* **Records for this exercise**
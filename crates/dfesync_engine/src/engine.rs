//! Sync orchestrator: one independent worker per credential.

use crate::config::EngineConfig;
use crate::error::{SyncError, SyncResult};
use crate::poller::{FetchReport, Outcome, Poller};
use crate::status::{CredentialStatus, StatusBoard};
use crate::transport::SessionFactory;
use dfesync_protocol::TaxId;
use dfesync_store::Store;
use parking_lot::Mutex;
use std::collections::{HashMap, HashSet};
use std::sync::Arc;
use std::time::Duration;
use tokio::sync::watch;
use tokio::task::JoinSet;
use tracing::{debug, error, info, info_span, Instrument};

/// Serializes cycles per identity.
#[derive(Default)]
struct CycleLocks {
    locks: Mutex<HashMap<TaxId, Arc<tokio::sync::Mutex<()>>>>,
}

impl CycleLocks {
    fn for_identity(&self, identity: &TaxId) -> Arc<tokio::sync::Mutex<()>> {
        Arc::clone(self.locks.lock().entry(identity.clone()).or_default())
    }
}

struct Shared {
    store: Arc<Store>,
    poller: Poller,
    status: StatusBoard,
    locks: CycleLocks,
}

impl Shared {
    async fn cycle(&self, identity: &TaxId) -> SyncResult<Outcome> {
        let lock = self.locks.for_identity(identity);
        let _guard = lock.lock().await;

        // re-read under the lock: the credential may have been removed
        let credential = self
            .store
            .credentials()
            .get(identity)
            .ok_or_else(|| SyncError::UnknownCredential(identity.to_string()))?;

        let result = self.poller.cycle(&credential).await;
        let now = self.poller.clock().now();
        match &result {
            Ok(outcome) => {
                let cursor = self.store.cursors().current(identity);
                self.status.record(identity, outcome, cursor, now);
            }
            Err(error) => self.status.record_failure(identity, error, now),
        }
        result
    }
}

async fn wait_for_shutdown(shutdown: &mut watch::Receiver<bool>) {
    while !*shutdown.borrow_and_update() {
        if shutdown.changed().await.is_err() {
            return;
        }
    }
}

struct Worker {
    identity: TaxId,
    shared: Arc<Shared>,
    shutdown: watch::Receiver<bool>,
    running: Arc<Mutex<HashSet<TaxId>>>,
}

impl Worker {
    async fn run(mut self) {
        info!("worker started");
        let config = self.shared.poller.config().clone();
        let mut failures = 0u32;
        let mut parked = false;

        loop {
            if *self.shutdown.borrow() {
                break;
            }

            let result = self.shared.cycle(&self.identity).await;
            if parked && result.is_ok() {
                info!("credential usable again, worker resumed");
                parked = false;
            }

            let delay = match result {
                Ok(outcome) if outcome.needs_backoff() => {
                    failures = failures.saturating_add(1);
                    config.backoff.delay_for_attempt(failures)
                }
                Ok(Outcome::CoolingDown { remaining }) => {
                    failures = 0;
                    remaining
                }
                Ok(_) => {
                    failures = 0;
                    config.cycle_interval
                }
                Err(SyncError::UnknownCredential(_)) => {
                    info!("credential removed, worker exiting");
                    self.shared.status.forget(&self.identity);
                    break;
                }
                Err(error @ SyncError::Credential { .. }) => {
                    if parked {
                        debug!(%error, "credential still unusable");
                    } else {
                        error!(%error, "credential unusable, worker parked until corrected");
                        parked = true;
                    }
                    failures = 0;
                    config.cycle_interval
                }
                Err(error) => {
                    error!(%error, "cycle failed");
                    config.cycle_interval
                }
            };

            debug!(delay_secs = delay.as_secs(), "waiting for next cycle");
            tokio::select! {
                () = tokio::time::sleep(delay) => {}
                () = wait_for_shutdown(&mut self.shutdown) => break,
            }
        }

        self.running.lock().remove(&self.identity);
        info!("worker stopped");
    }
}

/// Runs one polling loop per registered credential.
///
/// Loops are independent: a rejection, outage or broken certificate on one
/// credential never delays another. Cycles for one credential are strictly
/// sequential, whether started by its worker or by [`SyncEngine::poll_once`].
///
/// A worker whose certificate cannot be used is parked: it only re-reads the
/// credential once per cycle interval and resumes polling when the
/// certificate opens again. Removing the credential ends the worker.
///
/// # Example
///
/// ```rust,ignore
/// let engine = SyncEngine::new(store, Arc::new(HttpSessionFactory::new(endpoints, timeout)), config);
/// engine.start();
/// tokio::signal::ctrl_c().await?;
/// engine.shutdown().await;
/// ```
pub struct SyncEngine {
    shared: Arc<Shared>,
    shutdown: watch::Sender<bool>,
    workers: Mutex<JoinSet<()>>,
    running: Arc<Mutex<HashSet<TaxId>>>,
}

impl SyncEngine {
    /// Creates an engine over `store`.
    pub fn new(store: Arc<Store>, sessions: Arc<dyn SessionFactory>, config: EngineConfig) -> Self {
        let poller = Poller::new(Arc::clone(&store), sessions, config);
        Self::from_poller(store, poller)
    }

    /// Creates an engine around a configured poller, for example one with an
    /// [`Acknowledger`](crate::Acknowledger) or a custom [`Clock`](crate::Clock).
    pub fn from_poller(store: Arc<Store>, poller: Poller) -> Self {
        let (shutdown, receiver) = watch::channel(false);
        Self {
            shared: Arc::new(Shared {
                store,
                poller: poller.with_shutdown(receiver),
                status: StatusBoard::new(),
                locks: CycleLocks::default(),
            }),
            shutdown,
            workers: Mutex::new(JoinSet::new()),
            running: Arc::new(Mutex::new(HashSet::new())),
        }
    }

    /// The underlying store.
    pub fn store(&self) -> &Arc<Store> {
        &self.shared.store
    }

    /// The configuration in use.
    pub fn config(&self) -> &EngineConfig {
        self.shared.poller.config()
    }

    /// Spawns a worker for every registered credential without one.
    ///
    /// Must be called inside a tokio runtime. Returns the number of workers
    /// spawned; call again to pick up credentials registered since.
    pub fn start(&self) -> usize {
        if self.is_shutting_down() {
            return 0;
        }
        let mut workers = self.workers.lock();
        let mut spawned = 0;
        for credential in self.shared.store.credentials().list() {
            if !self.running.lock().insert(credential.identity.clone()) {
                continue;
            }
            let span = info_span!("credential", identity = %credential.identity);
            let worker = Worker {
                identity: credential.identity,
                shared: Arc::clone(&self.shared),
                shutdown: self.shutdown.subscribe(),
                running: Arc::clone(&self.running),
            };
            workers.spawn(worker.run().instrument(span));
            spawned += 1;
        }
        info!(workers = spawned, "engine started");
        spawned
    }

    /// Number of workers currently running.
    pub fn worker_count(&self) -> usize {
        self.running.lock().len()
    }

    /// True once [`shutdown`](Self::shutdown) was called.
    pub fn is_shutting_down(&self) -> bool {
        *self.shutdown.borrow()
    }

    /// Signals shutdown and waits for every worker to finish its current
    /// cycle and exit.
    pub async fn shutdown(&self) {
        self.shutdown.send_replace(true);
        let mut workers = std::mem::take(&mut *self.workers.lock());
        while let Some(result) = workers.join_next().await {
            if let Err(error) = result {
                error!(%error, "worker terminated abnormally");
            }
        }
        info!("engine stopped");
    }

    /// Runs a single cycle for `identity`, waiting for any cycle in flight.
    pub async fn poll_once(&self, identity: &TaxId) -> SyncResult<Outcome> {
        if self.is_shutting_down() {
            return Err(SyncError::Cancelled);
        }
        self.shared
            .cycle(identity)
            .instrument(info_span!("credential", identity = %identity))
            .await
    }

    /// Requests up to `limit` SUMMARY invoices of `identity` by key.
    pub async fn fetch_pending_complete(
        &self,
        identity: &TaxId,
        limit: usize,
    ) -> SyncResult<FetchReport> {
        let lock = self.shared.locks.for_identity(identity);
        let _guard = lock.lock().await;
        let credential = self
            .shared
            .store
            .credentials()
            .get(identity)
            .ok_or_else(|| SyncError::UnknownCredential(identity.to_string()))?;
        self.shared
            .poller
            .fetch_pending_complete(&credential, limit)
            .instrument(info_span!("credential", identity = %identity))
            .await
    }

    /// Status of every credential that ran at least one cycle.
    pub fn status(&self) -> Vec<CredentialStatus> {
        self.shared.status.snapshot()
    }

    /// Status of one credential.
    pub fn status_of(&self, identity: &TaxId) -> Option<CredentialStatus> {
        self.shared.status.get(identity)
    }

    /// Time left in the cooldown of `identity`, if one blocks it.
    pub fn cooldown_remaining(&self, identity: &TaxId) -> Option<Duration> {
        let store = &self.shared.store;
        store.cooldowns().blocked_for(
            identity,
            self.shared.poller.clock().now(),
            self.config().cooldown_window,
            store.cursors().current(identity),
        )
    }
}
//! # dfesync store
//!
//! Persistent state of the distribution engine:
//!
//! - [`CredentialStore`]: registered credentials
//! - [`CursorStore`]: last consumed NSU per credential, never lowered
//!   except by an explicit reset
//! - [`CooldownStore`]: the "no new documents" window per credential
//! - [`DocumentStore`]: documents keyed by document key, with SUMMARY and
//!   COMPLETE states and anti-downgrade upserts
//! - [`AckLedger`]: acknowledgments that need no resubmission
//!
//! Each store is a CBOR record log with CRC-framed records, replayed into
//! memory on open. [`Store`] opens all of them inside one locked data
//! directory.
//!
//! ```rust,ignore
//! use dfesync_store::Store;
//!
//! let store = Store::open(Path::new("data"))?;
//! let cursor = store.cursors().current(&identity);
//! ```

#![deny(unsafe_code)]
#![warn(missing_docs)]
#![cfg_attr(not(test), warn(clippy::unwrap_used, clippy::expect_used, clippy::panic))]

mod ack;
mod config;
mod cooldown;
mod credential;
mod cursor;
mod dir;
mod document;
mod error;
mod log;
mod store;

pub use ack::{AckEntry, AckLedger};
pub use config::StoreConfig;
pub use cooldown::{CooldownState, CooldownStore};
pub use credential::{Credential, CredentialStore, Passphrase};
pub use cursor::CursorStore;
pub use dir::DataDir;
pub use document::{DocumentRecord, DocumentStore, UpsertOutcome};
pub use error::{StoreError, StoreResult};
pub use store::Store;
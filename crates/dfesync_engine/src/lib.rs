//! # dfesync engine
//!
//! Document distribution synchronization for fiscal documents.
//!
//! This crate provides:
//! - Session factories: mutual-TLS HTTP sessions per credential, plus a
//!   scripted mock
//! - The distribution poller state machine (SUCCESS, EMPTY, THROTTLED,
//!   REJECTED, TRANSPORT_ERROR)
//! - The sync orchestrator: one worker per credential with backoff,
//!   cooldowns and graceful shutdown
//! - Acknowledgment submission through an external signer
//! - A per-credential status board
//!
//! ## Key Invariants
//!
//! - A cursor only moves after every document of its batch is persisted
//! - THROTTLED and transport failures never touch the cursor or cooldown
//! - Cycles for one credential never overlap
//! - A failing credential never stalls the others

#![deny(unsafe_code)]
#![warn(missing_docs)]
#![cfg_attr(not(test), warn(clippy::unwrap_used, clippy::expect_used, clippy::panic))]

mod ack;
mod config;
mod engine;
mod error;
mod http;
mod poller;
mod status;
mod transport;

pub use ack::{AckOutcome, Acknowledger, AcknowledgmentSigner, RecordingSigner};
pub use config::{Endpoints, EngineConfig, RetryConfig};
pub use engine::SyncEngine;
pub use error::{SyncError, SyncResult};
pub use http::{HttpSessionFactory, HttpTransport};
pub use poller::{Clock, FetchReport, Outcome, Poller};
pub use status::{CredentialStatus, OutcomeKind, StatusBoard};
pub use transport::{
    DistributionTransport, MockReply, MockSessionFactory, MockTransport, RawResponse,
    SessionFactory,
};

* **Problem to solve**
Looking at the entries above, report how many of their lines include "sessions", and add nothing else.

* **Your solution**
3